First of all, the regional distribution of the aggregated economic impact reveals a high concentration of losses in the Central region with a share of 45.7% of total economic losses. This is followed by the Coffee area and Antioquia region (18.9%), Caribbean (14.6%), Pacific (13.9%), Eastern plains and Orinoquia (5.8%) and, Amazonia (1%). As mentioned before, this result is closely related to each region's share in the national value added.

Incorporating the regional differences in economic production in the analysis, Figure 1 shows regional losses as a proportion of the local GDP. The Coffee area and Antioquia region ranks first with a total loss of 6.32% of its GDP, higher than the national aggregate loss of 6.1%. At the other end is Amazonia with a total loss of 5.4% of its GDP.

Source: Authors' own calculations.

Figure 1 Regional Economic Losses (% of the GDP) 

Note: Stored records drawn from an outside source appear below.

//! schooldb CLI entry point
//!
//! Parses arguments, dispatches, prints errors to stderr and exits
//! non-zero on failure. All logic lives in the `cli` module.

use schooldb::cli;

fn main() {
    if let Err(e) = cli::run() {
        eprintln!("{}", e);
        std::process::exit(1);
    }
}
//! # In-Memory Backend
//!
//! Holds the serialized document text, so every load and save goes through
//! the same JSON encoding as the file backend.

use std::sync::atomic::{AtomicUsize, Ordering};
use std::sync::{Mutex, MutexGuard, PoisonError};

use super::backend::DocumentBackend;
use super::document::Document;
use super::errors::StoreResult;

const LOCATION: &str = "<memory>";

/// Document held in process memory
#[derive(Debug, Default)]
pub struct MemoryBackend {
    text: Mutex<Option<String>>,
    saves: AtomicUsize,
}

impl MemoryBackend {
    pub fn new() -> Self {
        Self::default()
    }

    /// Starts from raw persisted text, well-formed or not.
    pub fn with_contents(text: impl Into<String>) -> Self {
        Self {
            text: Mutex::new(Some(text.into())),
            saves: AtomicUsize::new(0),
        }
    }

    /// Current persisted text, `None` if nothing was ever saved
    pub fn contents(&self) -> Option<String> {
        (*self.state()).clone()
    }

    /// Number of successful saves
    pub fn save_count(&self) -> usize {
        self.saves.load(Ordering::SeqCst)
    }

    fn state(&self) -> MutexGuard<'_, Option<String>> {
        self.text.lock().unwrap_or_else(PoisonError::into_inner)
    }
}

impl DocumentBackend for MemoryBackend {
    fn load(&self) -> StoreResult<Document> {
        match self.state().as_deref() {
            Some(text) => Document::from_json_str(text, LOCATION),
            None => Ok(Document::new()),
        }
    }

    fn save(&self, document: &Document) -> StoreResult<()> {
        let text = document.to_json_string()?;
        *self.state() = Some(text);
        self.saves.fetch_add(1, Ordering::SeqCst);
        Ok(())
    }

    fn location(&self) -> String {
        LOCATION.to_string()
    }
}

#[cfg(test)]
mod tests {
    use super::*;
    use crate::record::EntityKind;

    #[test]
    fn test_fresh_backend_is_empty() {
        let backend = MemoryBackend::new();
        assert!(backend.load().unwrap().is_empty());
        assert_eq!(backend.contents(), None);
        assert_eq!(backend.save_count(), 0);
    }

    #[test]
    fn test_save_then_load() {
        let backend = MemoryBackend::new();
        let mut document = Document::new();
        document.ensure_table(EntityKind::Teacher).ensure_registry();

        backend.save(&document).unwrap();
        assert_eq!(backend.load().unwrap(), document);
        assert_eq!(backend.save_count(), 1);
    }

    #[test]
    fn test_malformed_contents() {
        let backend = MemoryBackend::with_contents("not json");
        assert!(backend.load().unwrap_err().is_fatal());
    }
}
//! Structured JSON logger
//!
//! - One log line = one event
//! - `event` first, `severity` second, remaining keys sorted
//! - Written to stderr; stdout belongs to command output
//! - Events below the configured threshold are dropped

use std::fmt;
use std::io::{self, Write};
use std::str::FromStr;
use std::sync::atomic::{AtomicU8, Ordering};

/// Log severity levels
#[derive(Debug, Clone, Copy, PartialEq, Eq, PartialOrd, Ord)]
pub enum LogLevel {
    /// Debug-level detail
    Trace = 0,
    /// Normal operations
    Info = 1,
    /// Recoverable issues
    Warn = 2,
    /// Operation failures
    Error = 3,
}

impl LogLevel {
    /// Returns the string representation
    pub fn as_str(&self) -> &'static str {
        match self {
            LogLevel::Trace => "TRACE",
            LogLevel::Info => "INFO",
            LogLevel::Warn => "WARN",
            LogLevel::Error => "ERROR",
        }
    }

    fn from_u8(value: u8) -> Self {
        match value {
            0 => LogLevel::Trace,
            1 => LogLevel::Info,
            2 => LogLevel::Warn,
            _ => LogLevel::Error,
        }
    }
}

impl fmt::Display for LogLevel {
    fn fmt(&self, f: &mut fmt::Formatter<'_>) -> fmt::Result {
        write!(f, "{}", self.as_str())
    }
}

impl FromStr for LogLevel {
    type Err = String;

    fn from_str(s: &str) -> Result<Self, Self::Err> {
        match s.to_lowercase().as_str() {
            "trace" => Ok(LogLevel::Trace),
            "info" => Ok(LogLevel::Info),
            "warn" => Ok(LogLevel::Warn),
            "error" => Ok(LogLevel::Error),
            other => Err(format!(
                "Invalid log_level: '{}'. Must be one of trace, info, warn, error.",
                other
            )),
        }
    }
}

static THRESHOLD: AtomicU8 = AtomicU8::new(LogLevel::Warn as u8);

/// Process-wide structured logger
pub struct Logger;

impl Logger {
    /// Sets the minimum level that is written
    pub fn set_threshold(level: LogLevel) {
        THRESHOLD.store(level as u8, Ordering::Relaxed);
    }

    pub fn threshold() -> LogLevel {
        LogLevel::from_u8(THRESHOLD.load(Ordering::Relaxed))
    }

    pub fn enabled(level: LogLevel) -> bool {
        level >= Self::threshold()
    }

    /// Log an event with the given level and fields
    pub fn log(level: LogLevel, event: &str, fields: &[(&str, &str)]) {
        if !Self::enabled(level) {
            return;
        }
        Self::log_to_writer(level, event, fields, &mut io::stderr());
    }

    fn log_to_writer<W: Write>(
        level: LogLevel,
        event: &str,
        fields: &[(&str, &str)],
        writer: &mut W,
    ) {
        let mut output = String::with_capacity(256);

        output.push('{');

        output.push_str("\"event\":\"");
        Self::escape_json_string(&mut output, event);
        output.push('"');

        output.push_str(",\"severity\":\"");
        output.push_str(level.as_str());
        output.push('"');

        let mut sorted_fields: Vec<_> = fields.iter().collect();
        sorted_fields.sort_by_key(|(k, _)| *k);

        for (key, value) in sorted_fields {
            output.push_str(",\"");
            Self::escape_json_string(&mut output, key);
            output.push_str("\":\"");
            Self::escape_json_string(&mut output, value);
            output.push('"');
        }

        output.push('}');
        output.push('\n');

        // One write per line
        let _ = writer.write_all(output.as_bytes());
        let _ = writer.flush();
    }

    fn escape_json_string(output: &mut String, s: &str) {
        for c in s.chars() {
            match c {
                '"' => output.push_str("\\\""),
                '\\' => output.push_str("\\\\"),
                '\n' => output.push_str("\\n"),
                '\r' => output.push_str("\\r"),
                '\t' => output.push_str("\\t"),
                c if c.is_control() => {
                    output.push_str(&format!("\\u{:04x}", c as u32));
                }
                c => output.push(c),
            }
        }
    }

    pub fn trace(event: &str, fields: &[(&str, &str)]) {
        Self::log(LogLevel::Trace, event, fields);
    }

    pub fn info(event: &str, fields: &[(&str, &str)]) {
        Self::log(LogLevel::Info, event, fields);
    }

    pub fn warn(event: &str, fields: &[(&str, &str)]) {
        Self::log(LogLevel::Warn, event, fields);
    }

    pub fn error(event: &str, fields: &[(&str, &str)]) {
        Self::log(LogLevel::Error, event, fields);
    }
}

/// Capture logs to a buffer for testing
#[cfg(test)]
pub fn capture_log(level: LogLevel, event: &str, fields: &[(&str, &str)]) -> String {
    let mut buffer = Vec::new();
    Logger::log_to_writer(level, event, fields, &mut buffer);
    String::from_utf8(buffer).unwrap()
}

#[cfg(test)]
mod tests {
    use super::*;

    #[test]
    fn test_level_ordering() {
        assert!(LogLevel::Trace < LogLevel::Info);
        assert!(LogLevel::Info < LogLevel::Warn);
        assert!(LogLevel::Warn < LogLevel::Error);
    }

    #[test]
    fn test_parse_level() {
        assert_eq!("WARN".parse::<LogLevel>(), Ok(LogLevel::Warn));
        assert_eq!("trace".parse::<LogLevel>(), Ok(LogLevel::Trace));
        assert!("verbose".parse::<LogLevel>().is_err());
    }

    #[test]
    fn test_log_json_format() {
        let output = capture_log(LogLevel::Info, "RECORD_INSERTED", &[("table", "alunos")]);

        let parsed: serde_json::Value = serde_json::from_str(&output).unwrap();
        assert_eq!(parsed["event"], "RECORD_INSERTED");
        assert_eq!(parsed["severity"], "INFO");
        assert_eq!(parsed["table"], "alunos");
    }

    #[test]
    fn test_log_deterministic_ordering() {
        let output1 = capture_log(
            LogLevel::Warn,
            "UNKNOWN_FIELD",
            &[("table", "alunos"), ("field", "email"), ("code", "1")],
        );
        let output2 = capture_log(
            LogLevel::Warn,
            "UNKNOWN_FIELD",
            &[("code", "1"), ("table", "alunos"), ("field", "email")],
        );
        assert_eq!(output1, output2);

        let code_pos = output1.find("\"code\"").unwrap();
        let field_pos = output1.find("\"field\"").unwrap();
        let table_pos = output1.find("\"table\"").unwrap();
        assert!(code_pos < field_pos);
        assert!(field_pos < table_pos);
    }

    #[test]
    fn test_log_escapes_special_chars() {
        let output = capture_log(LogLevel::Info, "TEST", &[("name", "Ana \"Bia\"\nSilva")]);
        let parsed: serde_json::Value = serde_json::from_str(&output).unwrap();
        assert_eq!(parsed["name"], "Ana \"Bia\"\nSilva");
    }

    #[test]
    fn test_log_one_line() {
        let output = capture_log(LogLevel::Info, "TEST", &[("a", "1"), ("b", "2")]);
        assert_eq!(output.chars().filter(|c| *c == '\n').count(), 1);
        assert!(output.ends_with('\n'));
    }

    #[test]
    fn test_threshold_filters() {
        Logger::set_threshold(LogLevel::Warn);
        assert!(!Logger::enabled(LogLevel::Info));
        assert!(Logger::enabled(LogLevel::Warn));
        assert!(Logger::enabled(LogLevel::Error));
    }
}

The relative economic impact on each region is determined by the percentage of its workers in isolation and the labour income they represent. Following the model's assumption that the workers' remuneration is proportional to their participation in total value added, this is indicative of the contribution of workers to the sectoral economic production. While in the Coffee area and Antioquia the percentage of workers in isolation is 60.3% and their labour income represents 53.1% of the total, in Amazonia these figures are 57.8% and 40.3%, respectively. Results follow the same pattern when we consider individual departments and their corresponding sectors. To support this argument, we present the disaggregated results for two regions: The Coffee area and Antioquia (ranking first) and Amazonia (ranking last).

Coffee Area and Antioquia Region

In this region, the department with the highest loss (as a percentage of the local GDP) is Antioquia with 6.4%, while on the other side is Caldas with a 6.1% loss. Consistent with these results, the percentage of labour income restricted in Antioquia is 54%, the highest in the whole region, while in Caldas the income of workers in isolation represents 49% of the total income (Appendix Table A1).

The case of Antioquia and its role as an input supplier to all the country's regions is worth mentioning. Despite low regional interdependence in Colombia (Bonet, 2006), Antioquia ranks third in terms of forward linkages after Bogotá and Santander (Hahn, 2016). This means that its production plays a considerable role in the operation of multiple economic sectors across the country, and as a consequence, it can be affected by a lower demand in other territories. In particular, the most affected sectors in Antioquia are: administrative and professional services that represent 12.2% of total losses, followed by real estate activities (11.4%), wholesale and retail trade (9.9%), construction (9.5%) and accommodation and food services (4.4%). These activities, apart from being highly affected by confinement measures, have an important participation in the total economic production of this department, 39.8% as a whole. Regarding the other departments in the region, Caldas and Risaralda follow a similar sectoral distribution of economic losses, while Quindío shows an important contribution of agriculture to the total losses, consistent with its participation in the value added of this territory.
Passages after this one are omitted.